# Free extra AMD Ryzen ZEN2 Performance: ClockTuner for Ryzen (CTR by 1USMUS)



## P4-630 (Aug 24, 2020)

_1USMUS, who you know from DRAM Calculator for Ryzen and our articles here on Guru3D, has been working hard on a new and awesome project. CTR is short for ClockTuner for Ryzen, a tool that can increase the performance of ZEN2 processors without increasing power consumption. 

First off before you start requesting 'where can I download this' in the forums or through our email, today is the announcement of this utility. It is not yet available, the timeframe for the release to be able to download and test is somewhere in September. 

The program will be fully automated and has no restrictions.  CTR (ClockTuner for Ryzen) Excessive voltage and PPT, low instability boost have been a concern for 1usmus for a very long time and he decided to help the users, because any Zen 2 processor can achieve even more than you think. ClockTuner for Ryzen software will allow you to increase the energy efficiency of processors based on the Zen2 architecture. The basic idea of this software is an undervolt for each CCX individually. This makes the processor faster and colder. At the same time, all energy-saving technologies remain active. Until CTR came along, this was impossible. Another key feature of this software is smart overclocking.
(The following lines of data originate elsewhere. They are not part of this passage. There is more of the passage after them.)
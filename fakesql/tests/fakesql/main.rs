mod repository;

use expect_test::expect;
use fakesql::{
    row, Command, Connection, Error, ErrorCategory, Expectation, ExecutionKind, Parameter,
    ValidationFailure, Value,
};

const SELECT_BY_NAME: &str = "SELECT 1 FROM Y WHERE Name = @myName";

fn validation_error(err: Error) -> fakesql::ValidationError {
    match err {
        Error::Validation(err) => err,
        err => panic!("expected a validation error, got {err:?}"),
    }
}

#[test]
fn test_validation_without_command_text() {
    let command =
        Command::with_expectations([Expectation::scalar("Hello").with_command_text("SELECT 1")]);
    let err = command.execute_scalar().unwrap_err();
    assert!(matches!(err, Error::EmptyCommandText { .. }));
}

#[test]
fn test_validation_correct() -> fakesql::Result<()> {
    let command =
        Command::with_expectations([Expectation::scalar("Hello").with_command_text("SELECT 1")]);
    command.set_command_text("SELECT 1");
    assert_eq!(command.execute_scalar()?, Value::from("Hello"));
    Ok(())
}

#[test]
fn test_validation_correct_with_parameter() -> fakesql::Result<()> {
    let command = Command::with_expectations([Expectation::scalar("Hello")
        .with_command_text(SELECT_BY_NAME)
        .with_parameters([Parameter::new("myName", "World")])]);
    command.set_command_text(SELECT_BY_NAME);
    command.add_parameter_value("myName", "World");
    assert_eq!(command.execute_scalar()?, Value::from("Hello"));
    Ok(())
}

#[test]
fn test_validation_invalid_parameter_value() {
    let command = Command::with_expectations([Expectation::scalar("Hello")
        .with_command_text(SELECT_BY_NAME)
        .with_parameter("myName", "World correct")]);
    command.set_command_text(SELECT_BY_NAME);
    command.add_parameter_value("myName", "World");

    let err = command.execute_scalar().unwrap_err();
    let message = err.to_string();
    assert!(message.contains("World correct"), "{message}");
    assert!(message.contains("`World`"), "{message}");
    assert_eq!(err.category(), ErrorCategory::Validation);
}

#[test]
fn test_validation_missing_parameter() {
    let command = Command::with_expectations([Expectation::scalar("Hello correct")
        .with_command_text(SELECT_BY_NAME)
        .with_parameter("myName", "World")]);
    command.set_command_text(SELECT_BY_NAME);
    assert!(matches!(command.execute_scalar(), Err(Error::Validation(_))));
}

#[test]
fn test_validation_extra_parameter() {
    let text = "UPDATE User SET Status = @status";
    let command = Command::with_expectations([Expectation::scalar("Hello correct")
        .with_command_text(text)
        .with_parameter("status", 1)]);
    command.set_command_text(text);
    command.add_parameter_value("status", 1);
    command.add_parameter_value("id", 22);

    let err = validation_error(command.execute_scalar().unwrap_err());
    assert_eq!(err.command().parameters().len(), 2);
    expect![[r#"
        expectation #0 was not met: parameters did not match
          #0: `status` = `1` is correct
          #1: unexpected parameter `id` = `22`"#]]
    .assert_eq(&err.to_string());
}

#[test]
fn test_validation_unmatched_parameter() {
    let command = Command::with_expectations([Expectation::scalar("Hello correct")
        .with_command_text(SELECT_BY_NAME)
        .with_parameter("some", 4)]);
    command.set_command_text(SELECT_BY_NAME);
    command.add_parameter_value("myName", "World");

    let err = validation_error(command.execute_scalar().unwrap_err());
    expect![[r#"
        expectation #0 was not met: parameters did not match
          #0: expected parameter `some` but got `myName`"#]]
    .assert_eq(&err.to_string());
}

#[test]
fn test_validation_invalid_command_text() {
    let command =
        Command::with_expectations([Expectation::scalar("Hello").with_command_text("SELECT 1")]);
    command.set_command_text("SELECT 2");

    let err = validation_error(command.execute_scalar().unwrap_err());
    assert!(matches!(
        err.failure(),
        ValidationFailure::CommandTextMismatch { expected, actual }
            if expected == "SELECT 1" && actual == "SELECT 2"
    ));
    let message = err.to_string();
    assert!(message.contains("SELECT 1") && message.contains("SELECT 2"), "{message}");
}

#[test]
fn test_execute_scalar_without_expected_text() -> fakesql::Result<()> {
    let command = Command::new();
    command.setup(Expectation::scalar("Hello"));
    command.set_command_text("SELECT 2");
    assert_eq!(command.execute_scalar()?, Value::from("Hello"));
    Ok(())
}

#[test]
fn test_execute_many() -> fakesql::Result<()> {
    let command = Command::new();
    command.setup(Expectation::scalar("Hello"));
    command.setup(Expectation::non_query(0));

    command.set_command_text("SELECT 2");
    let scalar = command.execute_scalar()?;

    command.set_command_text("UPDATE XXXX SET UserId = @userId");
    command.add_parameter_value("userId", 1);
    let rows_affected = command.execute_non_query()?;

    assert_eq!(scalar, Value::from("Hello"));
    assert_eq!(rows_affected, 0);

    let executed = command.executed_commands();
    assert_eq!(executed[1].command_text(), "UPDATE XXXX SET UserId = @userId");
    assert_eq!(executed[1].parameters()[0].value(), &Value::Int32(1));
    assert_eq!(executed[1].kind(), ExecutionKind::NonQuery);
    assert_eq!(command.expectation_cursor(), 2);

    // the expectations are used up, so the factory answers from here on
    command.set_command_text("SELECT 3");
    assert_eq!(command.execute_scalar()?, Value::Null);
    Ok(())
}

#[test]
fn test_connection_hands_out_prepared_commands() -> fakesql::Result<()> {
    let connection = Connection::new();
    let prepared = Command::with_expectations([
        Expectation::reader(fakesql::Table::from_rows([row![1, "jonas"], row![2, "arne"]])?)
            .with_command_text("SELECT Id, UserName FROM Users"),
    ]);
    connection.setup(prepared.clone());
    connection.open();

    let command = connection.create_command();
    command.set_command_text("SELECT Id, UserName FROM Users");
    let mut reader = command.execute_reader()?;
    assert!(reader.read()?);
    assert_eq!(reader.get_value(0)?, &Value::Int32(1));
    assert_eq!(reader.get_value(1)?, &Value::from("jonas"));
    assert!(reader.read()?);
    assert!(!reader.read()?);

    // the test keeps its own handle to inspect what the code under test did
    assert_eq!(prepared.executed_commands().len(), 1);
    assert!(prepared.execute_reader_invoked());

    let plain = connection.create_command();
    assert!(!plain.ptr_eq(&prepared));
    assert_eq!(connection.commands().len(), 2);
    Ok(())
}

#[test]
fn test_transaction_flags() {
    let connection = Connection::new();
    let tx = connection.begin_transaction();
    tx.commit();
    tx.rollback();
    assert!(tx.is_committed() && tx.is_rolled_back());
    tx.reset();
    assert!(!tx.is_committed() && !tx.is_rolled_back());
    tx.dispose();
    assert!(tx.is_disposed());
}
This is not the automation we are used to seeing when + 50% of TBP give +2% performance. Basic operation principle of this software are to evaluate the quality of each CCX (the core cluster holding four cores each) and to adjust the frequencies individually.  Prime95 with a special preset (developed by  1usmus) evaluates the stability of each CCX. A step-by-step algorithm to change the frequency allows for balanced operation for all CCXs without shifting the load on the CPU nodes (modules). As a result, you get an individually customized system that is ready for any test. CTR also contains a plug-in test package Cinebench 20, which allows you to evaluate your tuning results.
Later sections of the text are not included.